*** Opening Input ***

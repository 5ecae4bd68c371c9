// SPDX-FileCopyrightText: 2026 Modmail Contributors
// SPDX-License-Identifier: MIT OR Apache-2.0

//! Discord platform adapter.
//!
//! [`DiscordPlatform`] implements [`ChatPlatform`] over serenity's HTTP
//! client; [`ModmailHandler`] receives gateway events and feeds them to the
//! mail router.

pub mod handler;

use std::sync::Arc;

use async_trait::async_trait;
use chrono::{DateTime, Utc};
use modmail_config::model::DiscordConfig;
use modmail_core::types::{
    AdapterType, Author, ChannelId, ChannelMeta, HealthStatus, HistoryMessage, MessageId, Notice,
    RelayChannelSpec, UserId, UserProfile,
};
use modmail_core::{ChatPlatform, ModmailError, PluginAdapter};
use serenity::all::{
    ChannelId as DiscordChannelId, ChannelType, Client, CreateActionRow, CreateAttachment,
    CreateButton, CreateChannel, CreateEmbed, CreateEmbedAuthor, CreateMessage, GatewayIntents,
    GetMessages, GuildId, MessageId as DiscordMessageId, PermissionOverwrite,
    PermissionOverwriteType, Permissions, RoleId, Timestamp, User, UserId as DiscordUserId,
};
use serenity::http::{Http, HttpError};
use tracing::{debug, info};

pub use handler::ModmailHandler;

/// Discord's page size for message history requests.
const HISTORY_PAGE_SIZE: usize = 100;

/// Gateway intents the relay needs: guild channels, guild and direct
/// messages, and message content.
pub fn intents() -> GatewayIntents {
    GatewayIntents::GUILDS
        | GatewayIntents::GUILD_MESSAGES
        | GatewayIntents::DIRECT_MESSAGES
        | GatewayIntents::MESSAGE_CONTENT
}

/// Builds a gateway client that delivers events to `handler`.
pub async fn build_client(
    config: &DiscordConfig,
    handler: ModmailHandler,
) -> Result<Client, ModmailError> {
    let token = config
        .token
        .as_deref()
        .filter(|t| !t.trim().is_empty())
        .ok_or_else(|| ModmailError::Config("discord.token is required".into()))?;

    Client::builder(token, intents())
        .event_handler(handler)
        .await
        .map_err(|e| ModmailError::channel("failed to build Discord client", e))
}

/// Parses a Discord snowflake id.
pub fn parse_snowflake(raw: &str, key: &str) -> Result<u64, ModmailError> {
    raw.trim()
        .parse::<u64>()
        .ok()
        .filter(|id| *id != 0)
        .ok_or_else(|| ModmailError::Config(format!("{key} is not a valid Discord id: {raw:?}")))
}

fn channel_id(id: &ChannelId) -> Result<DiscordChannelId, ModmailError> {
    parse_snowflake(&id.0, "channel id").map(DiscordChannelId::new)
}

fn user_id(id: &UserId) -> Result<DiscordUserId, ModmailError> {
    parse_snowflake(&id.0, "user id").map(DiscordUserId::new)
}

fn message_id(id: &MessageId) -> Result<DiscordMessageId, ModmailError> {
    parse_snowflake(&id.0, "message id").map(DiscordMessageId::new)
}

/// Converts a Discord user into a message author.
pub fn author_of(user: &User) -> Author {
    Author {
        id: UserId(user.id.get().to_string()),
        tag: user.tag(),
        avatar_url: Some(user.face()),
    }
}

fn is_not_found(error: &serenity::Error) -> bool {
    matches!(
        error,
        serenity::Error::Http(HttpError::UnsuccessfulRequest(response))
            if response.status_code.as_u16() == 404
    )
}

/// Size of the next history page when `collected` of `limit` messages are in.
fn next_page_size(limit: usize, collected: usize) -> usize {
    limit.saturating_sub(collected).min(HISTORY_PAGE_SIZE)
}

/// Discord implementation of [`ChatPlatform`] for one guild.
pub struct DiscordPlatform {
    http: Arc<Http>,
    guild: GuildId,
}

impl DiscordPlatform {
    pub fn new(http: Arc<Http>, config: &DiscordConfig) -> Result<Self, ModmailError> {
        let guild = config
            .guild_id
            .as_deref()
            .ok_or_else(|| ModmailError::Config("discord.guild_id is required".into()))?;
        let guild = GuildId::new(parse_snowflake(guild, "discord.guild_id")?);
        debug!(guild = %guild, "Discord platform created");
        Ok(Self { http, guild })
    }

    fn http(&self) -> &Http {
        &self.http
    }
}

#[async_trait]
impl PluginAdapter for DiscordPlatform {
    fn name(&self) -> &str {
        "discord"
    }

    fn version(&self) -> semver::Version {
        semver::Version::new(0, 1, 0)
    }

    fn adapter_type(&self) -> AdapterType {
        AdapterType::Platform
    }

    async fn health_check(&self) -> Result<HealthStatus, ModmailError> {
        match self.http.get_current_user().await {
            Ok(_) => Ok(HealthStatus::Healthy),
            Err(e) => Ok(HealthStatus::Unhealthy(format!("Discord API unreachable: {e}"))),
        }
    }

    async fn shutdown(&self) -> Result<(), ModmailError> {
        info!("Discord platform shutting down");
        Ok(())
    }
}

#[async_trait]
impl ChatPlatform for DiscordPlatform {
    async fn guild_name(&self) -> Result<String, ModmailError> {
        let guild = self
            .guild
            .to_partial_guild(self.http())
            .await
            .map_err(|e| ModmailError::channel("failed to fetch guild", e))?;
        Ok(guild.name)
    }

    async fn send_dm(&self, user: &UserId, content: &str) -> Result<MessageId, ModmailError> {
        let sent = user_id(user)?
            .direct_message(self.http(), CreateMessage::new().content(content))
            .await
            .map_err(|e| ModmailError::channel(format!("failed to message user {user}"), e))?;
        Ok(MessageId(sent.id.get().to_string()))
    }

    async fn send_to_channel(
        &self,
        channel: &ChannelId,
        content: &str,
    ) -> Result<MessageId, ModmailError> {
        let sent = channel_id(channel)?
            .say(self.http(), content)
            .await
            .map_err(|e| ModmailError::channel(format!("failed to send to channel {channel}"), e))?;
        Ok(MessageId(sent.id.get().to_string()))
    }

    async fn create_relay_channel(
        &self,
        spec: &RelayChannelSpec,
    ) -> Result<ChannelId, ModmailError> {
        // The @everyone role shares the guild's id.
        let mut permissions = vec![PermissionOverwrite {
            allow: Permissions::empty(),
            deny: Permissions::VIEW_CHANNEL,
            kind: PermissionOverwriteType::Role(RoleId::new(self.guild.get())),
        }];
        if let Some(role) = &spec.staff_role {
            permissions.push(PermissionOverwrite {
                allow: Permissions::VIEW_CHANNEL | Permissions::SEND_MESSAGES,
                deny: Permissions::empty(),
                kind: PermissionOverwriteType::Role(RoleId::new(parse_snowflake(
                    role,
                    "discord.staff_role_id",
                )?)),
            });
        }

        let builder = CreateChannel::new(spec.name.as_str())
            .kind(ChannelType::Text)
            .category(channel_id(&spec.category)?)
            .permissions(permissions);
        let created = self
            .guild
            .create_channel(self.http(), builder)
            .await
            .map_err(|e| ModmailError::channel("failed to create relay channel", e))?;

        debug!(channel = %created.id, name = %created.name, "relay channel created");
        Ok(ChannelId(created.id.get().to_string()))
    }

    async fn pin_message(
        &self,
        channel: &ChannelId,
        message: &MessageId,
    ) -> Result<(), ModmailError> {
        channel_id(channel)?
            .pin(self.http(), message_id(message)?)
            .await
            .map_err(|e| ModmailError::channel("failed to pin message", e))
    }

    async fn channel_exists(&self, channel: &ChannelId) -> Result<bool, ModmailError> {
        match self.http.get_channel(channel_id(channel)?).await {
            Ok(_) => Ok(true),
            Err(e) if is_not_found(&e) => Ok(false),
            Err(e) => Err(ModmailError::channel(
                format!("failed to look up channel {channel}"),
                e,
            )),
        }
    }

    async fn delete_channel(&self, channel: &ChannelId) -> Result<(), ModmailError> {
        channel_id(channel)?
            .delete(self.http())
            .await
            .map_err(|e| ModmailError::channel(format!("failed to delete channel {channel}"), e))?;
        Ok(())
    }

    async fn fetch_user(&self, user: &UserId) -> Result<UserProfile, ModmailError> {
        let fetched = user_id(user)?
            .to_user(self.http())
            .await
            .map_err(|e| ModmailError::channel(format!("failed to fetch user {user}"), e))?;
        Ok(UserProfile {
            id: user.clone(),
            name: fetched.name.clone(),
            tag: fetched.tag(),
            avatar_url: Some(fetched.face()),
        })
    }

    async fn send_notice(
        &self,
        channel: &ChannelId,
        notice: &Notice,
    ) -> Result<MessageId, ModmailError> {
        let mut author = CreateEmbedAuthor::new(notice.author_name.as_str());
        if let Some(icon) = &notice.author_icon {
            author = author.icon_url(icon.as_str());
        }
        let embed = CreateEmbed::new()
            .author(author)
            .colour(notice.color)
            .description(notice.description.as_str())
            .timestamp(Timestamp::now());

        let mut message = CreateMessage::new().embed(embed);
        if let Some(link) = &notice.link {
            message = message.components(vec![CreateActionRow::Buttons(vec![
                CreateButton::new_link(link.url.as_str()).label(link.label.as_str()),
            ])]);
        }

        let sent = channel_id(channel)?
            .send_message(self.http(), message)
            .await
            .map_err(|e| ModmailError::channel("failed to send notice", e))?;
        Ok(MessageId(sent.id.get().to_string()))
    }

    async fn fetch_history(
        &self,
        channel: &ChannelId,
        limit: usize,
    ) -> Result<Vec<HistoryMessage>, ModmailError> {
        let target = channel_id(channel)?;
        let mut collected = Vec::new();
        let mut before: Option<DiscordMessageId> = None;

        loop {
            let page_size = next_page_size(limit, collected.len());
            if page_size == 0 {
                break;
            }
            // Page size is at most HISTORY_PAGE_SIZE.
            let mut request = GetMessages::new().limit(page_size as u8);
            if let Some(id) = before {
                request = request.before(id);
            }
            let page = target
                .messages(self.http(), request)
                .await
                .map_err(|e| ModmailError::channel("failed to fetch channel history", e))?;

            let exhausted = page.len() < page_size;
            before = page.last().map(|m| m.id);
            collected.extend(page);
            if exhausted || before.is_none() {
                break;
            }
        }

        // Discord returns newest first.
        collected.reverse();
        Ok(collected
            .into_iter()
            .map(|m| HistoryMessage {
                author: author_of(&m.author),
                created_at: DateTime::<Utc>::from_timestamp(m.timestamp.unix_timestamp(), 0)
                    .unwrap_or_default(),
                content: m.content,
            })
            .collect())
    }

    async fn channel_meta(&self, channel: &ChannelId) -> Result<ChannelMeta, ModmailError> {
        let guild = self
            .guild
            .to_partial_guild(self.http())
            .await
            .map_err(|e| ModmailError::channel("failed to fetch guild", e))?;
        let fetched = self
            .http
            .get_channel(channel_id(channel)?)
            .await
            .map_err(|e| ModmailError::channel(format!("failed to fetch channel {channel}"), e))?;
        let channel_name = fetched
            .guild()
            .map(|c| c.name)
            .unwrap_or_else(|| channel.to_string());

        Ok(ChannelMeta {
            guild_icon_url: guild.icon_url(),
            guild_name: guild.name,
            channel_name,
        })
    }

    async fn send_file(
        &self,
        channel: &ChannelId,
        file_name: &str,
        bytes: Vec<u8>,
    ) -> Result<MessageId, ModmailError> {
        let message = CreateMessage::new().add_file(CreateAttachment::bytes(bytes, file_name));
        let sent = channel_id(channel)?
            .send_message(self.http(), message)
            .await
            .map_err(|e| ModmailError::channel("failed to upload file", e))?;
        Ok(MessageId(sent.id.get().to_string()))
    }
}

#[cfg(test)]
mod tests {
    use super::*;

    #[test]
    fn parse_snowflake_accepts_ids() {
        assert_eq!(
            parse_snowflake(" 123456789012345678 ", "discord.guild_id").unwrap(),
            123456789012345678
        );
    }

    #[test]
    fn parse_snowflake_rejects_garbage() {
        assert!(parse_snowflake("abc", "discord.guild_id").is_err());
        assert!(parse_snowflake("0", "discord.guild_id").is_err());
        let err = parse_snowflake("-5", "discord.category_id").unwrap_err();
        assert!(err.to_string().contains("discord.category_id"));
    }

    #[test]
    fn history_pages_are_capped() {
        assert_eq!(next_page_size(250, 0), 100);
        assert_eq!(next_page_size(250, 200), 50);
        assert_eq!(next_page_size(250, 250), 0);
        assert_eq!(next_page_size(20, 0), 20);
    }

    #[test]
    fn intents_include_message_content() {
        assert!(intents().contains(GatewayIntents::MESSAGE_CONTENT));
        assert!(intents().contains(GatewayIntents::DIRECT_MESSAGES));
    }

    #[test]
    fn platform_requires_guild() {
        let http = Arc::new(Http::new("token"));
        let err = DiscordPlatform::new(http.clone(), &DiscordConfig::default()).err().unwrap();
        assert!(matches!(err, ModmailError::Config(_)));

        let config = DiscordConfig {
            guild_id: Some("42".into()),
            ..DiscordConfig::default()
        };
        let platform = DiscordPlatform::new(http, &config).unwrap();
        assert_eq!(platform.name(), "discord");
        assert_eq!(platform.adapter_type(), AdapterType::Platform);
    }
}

*** Closing Input ***

The answer is every line in the data where the word "UserProfile" appears.

    RelayChannelSpec, UserId, UserProfile,
    async fn fetch_user(&self, user: &UserId) -> Result<UserProfile, ModmailError> {
        Ok(UserProfile {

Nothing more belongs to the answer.